• **Task data**
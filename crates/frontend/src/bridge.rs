//! Qt web channel glue: the outbound [`QtHost`] and the inbound signal wiring.

use std::cell::RefCell;
use std::rc::Rc;

use js_sys::{Array, Function, Reflect};
use serde::Serialize;
use stationmap_shared::protocol::{Command, HostEvent};
use stationmap_shared::surface::HostLink;
use wasm_bindgen::prelude::*;

use crate::page::Controller;

#[wasm_bindgen]
extern "C" {
    type QWebChannel;

    #[wasm_bindgen(constructor)]
    fn new(transport: &JsValue, on_ready: &Function) -> QWebChannel;
}

/// Transport Qt WebEngine injects as `qt.webChannelTransport`, if the page
/// runs inside the host.
pub fn transport() -> Option<JsValue> {
    let window = web_sys::window()?;
    let qt = Reflect::get(&window, &"qt".into()).ok()?;
    let transport = Reflect::get(&qt, &"webChannelTransport".into()).ok()?;
    (!transport.is_undefined() && !transport.is_null()).then_some(transport)
}

/// Open the channel and hand the published host object to `on_object`.
pub fn connect(
    transport: &JsValue,
    object_name: String,
    on_object: impl FnOnce(JsValue) + 'static,
) {
    let on_ready = Closure::once_into_js(move |channel: JsValue| {
        let object = Reflect::get(&channel, &"objects".into())
            .and_then(|objects| Reflect::get(&objects, &JsValue::from_str(&object_name)));
        match object {
            Ok(object) if !object.is_undefined() => on_object(object),
            _ => tracing::error!(object = %object_name, "host did not publish the bridge object"),
        }
    });
    QWebChannel::new(transport, on_ready.unchecked_ref());
}

/// The host object seen from the page: every outbound event is a slot call.
#[derive(Clone)]
pub struct QtHost {
    object: JsValue,
}

impl QtHost {
    pub fn new(object: JsValue) -> Self {
        Self { object }
    }

    fn call(&self, event: &HostEvent) -> Result<(), JsValue> {
        let slot: Function = Reflect::get(&self.object, &event.slot().into())?.dyn_into()?;
        let serializer = serde_wasm_bindgen::Serializer::json_compatible();
        let args = Array::new();
        for arg in event.args() {
            args.push(&arg.serialize(&serializer)?);
        }
        slot.apply(&self.object, &args)?;
        Ok(())
    }

    /// Route every known host signal to the controller. Signals the host does
    /// not publish are skipped, so aliases cost nothing.
    pub fn connect_signals(&self, controller: &Rc<RefCell<Controller>>) -> Result<usize, JsValue> {
        let mut connected = 0;
        for &signal in Command::SIGNALS {
            let emitter = Reflect::get(&self.object, &signal.into())?;
            if emitter.is_undefined() {
                continue;
            }
            let connect: Function = Reflect::get(&emitter, &"connect".into())?.dyn_into()?;

            let controller = Rc::clone(controller);
            let handler = Closure::<dyn FnMut(JsValue, JsValue, JsValue, JsValue, JsValue)>::new(
                move |a: JsValue, b: JsValue, c: JsValue, d: JsValue, e: JsValue| {
                    let args: Vec<serde_json::Value> = [a, b, c, d, e]
                        .into_iter()
                        .map(|v| serde_wasm_bindgen::from_value(v).unwrap_or(serde_json::Value::Null))
                        .collect();
                    let Ok(mut map) = controller.try_borrow_mut() else {
                        tracing::error!(signal, "host signal arrived while busy");
                        return;
                    };
                    // `handle` reports failures to the log and the host itself.
                    if let Ok(outcome) = map.handle(signal, &args) {
                        tracing::trace!(signal, ?outcome, "host command applied");
                    }
                },
            );
            connect.call1(&emitter, handler.as_ref())?;
            // Connected for the page lifetime.
            handler.forget();
            connected += 1;
        }
        Ok(connected)
    }
}

impl HostLink for QtHost {
    fn send(&self, event: &HostEvent) {
        if let Err(err) = self.call(event) {
            tracing::warn!(slot = event.slot(), error = ?err, "host call failed");
        }
    }
}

• **The task**
Return the listing verbatim.

• **Result of this exercise**
filename crates/frontend/src/bridge.rs
//! Qt web channel glue: the outbound [`QtHost`] and the inbound signal wiring.

use std::cell::RefCell;
use std::rc::Rc;

use js_sys::{Array, Function, Reflect};
use serde::Serialize;
use stationmap_shared::protocol::{Command, HostEvent};
use stationmap_shared::surface::HostLink;
use wasm_bindgen::prelude::*;

use crate::page::Controller;

#[wasm_bindgen]
extern "C" {
    type QWebChannel;

    #[wasm_bindgen(constructor)]
    fn new(transport: &JsValue, on_ready: &Function) -> QWebChannel;
}

/// Transport Qt WebEngine injects as `qt.webChannelTransport`, if the page
/// runs inside the host.
pub fn transport() -> Option<JsValue> {
    let window = web_sys::window()?;
    let qt = Reflect::get(&window, &"qt".into()).ok()?;
    let transport = Reflect::get(&qt, &"webChannelTransport".into()).ok()?;
    (!transport.is_undefined() && !transport.is_null()).then_some(transport)
}

/// Open the channel and hand the published host object to `on_object`.
pub fn connect(
    transport: &JsValue,
    object_name: String,
    on_object: impl FnOnce(JsValue) + 'static,
) {
    let on_ready = Closure::once_into_js(move |channel: JsValue| {
        let object = Reflect::get(&channel, &"objects".into())
            .and_then(|objects| Reflect::get(&objects, &JsValue::from_str(&object_name)));
        match object {
            Ok(object) if !object.is_undefined() => on_object(object),
            _ => tracing::error!(object = %object_name, "host did not publish the bridge object"),
        }
    });
    QWebChannel::new(transport, on_ready.unchecked_ref());
}

/// The host object seen from the page: every outbound event is a slot call.
#[derive(Clone)]
pub struct QtHost {
    object: JsValue,
}

impl QtHost {
    pub fn new(object: JsValue) -> Self {
        Self { object }
    }

    fn call(&self, event: &HostEvent) -> Result<(), JsValue> {
        let slot: Function = Reflect::get(&self.object, &event.slot().into())?.dyn_into()?;
        let serializer = serde_wasm_bindgen::Serializer::json_compatible();
        let args = Array::new();
        for arg in event.args() {
            args.push(&arg.serialize(&serializer)?);
        }
        slot.apply(&self.object, &args)?;
        Ok(())
    }

    /// Route every known host signal to the controller. Signals the host does
    /// not publish are skipped, so aliases cost nothing.
    pub fn connect_signals(&self, controller: &Rc<RefCell<Controller>>) -> Result<usize, JsValue> {
        let mut connected = 0;
        for &signal in Command::SIGNALS {
            let emitter = Reflect::get(&self.object, &signal.into())?;
            if emitter.is_undefined() {
                continue;
            }
            let connect: Function = Reflect::get(&emitter, &"connect".into())?.dyn_into()?;

            let controller = Rc::clone(controller);
            let handler = Closure::<dyn FnMut(JsValue, JsValue, JsValue, JsValue, JsValue)>::new(
                move |a: JsValue, b: JsValue, c: JsValue, d: JsValue, e: JsValue| {
                    let args: Vec<serde_json::Value> = [a, b, c, d, e]
                        .into_iter()
                        .map(|v| serde_wasm_bindgen::from_value(v).unwrap_or(serde_json::Value::Null))
                        .collect();
                    let Ok(mut map) = controller.try_borrow_mut() else {
                        tracing::error!(signal, "host signal arrived while busy");
                        return;
                    };
                    // `handle` reports failures to the log and the host itself.
                    if let Ok(outcome) = map.handle(signal, &args) {
                        tracing::trace!(signal, ?outcome, "host command applied");
                    }
                },
            );
            connect.call1(&emitter, handler.as_ref())?;
            // Connected for the page lifetime.
            handler.forget();
            connected += 1;
        }
        Ok(connected)
    }
}

impl HostLink for QtHost {
    fn send(&self, event: &HostEvent) {
        if let Err(err) = self.call(event) {
            tracing::warn!(slot = event.slot(), error = ?err, "host call failed");
        }
    }
}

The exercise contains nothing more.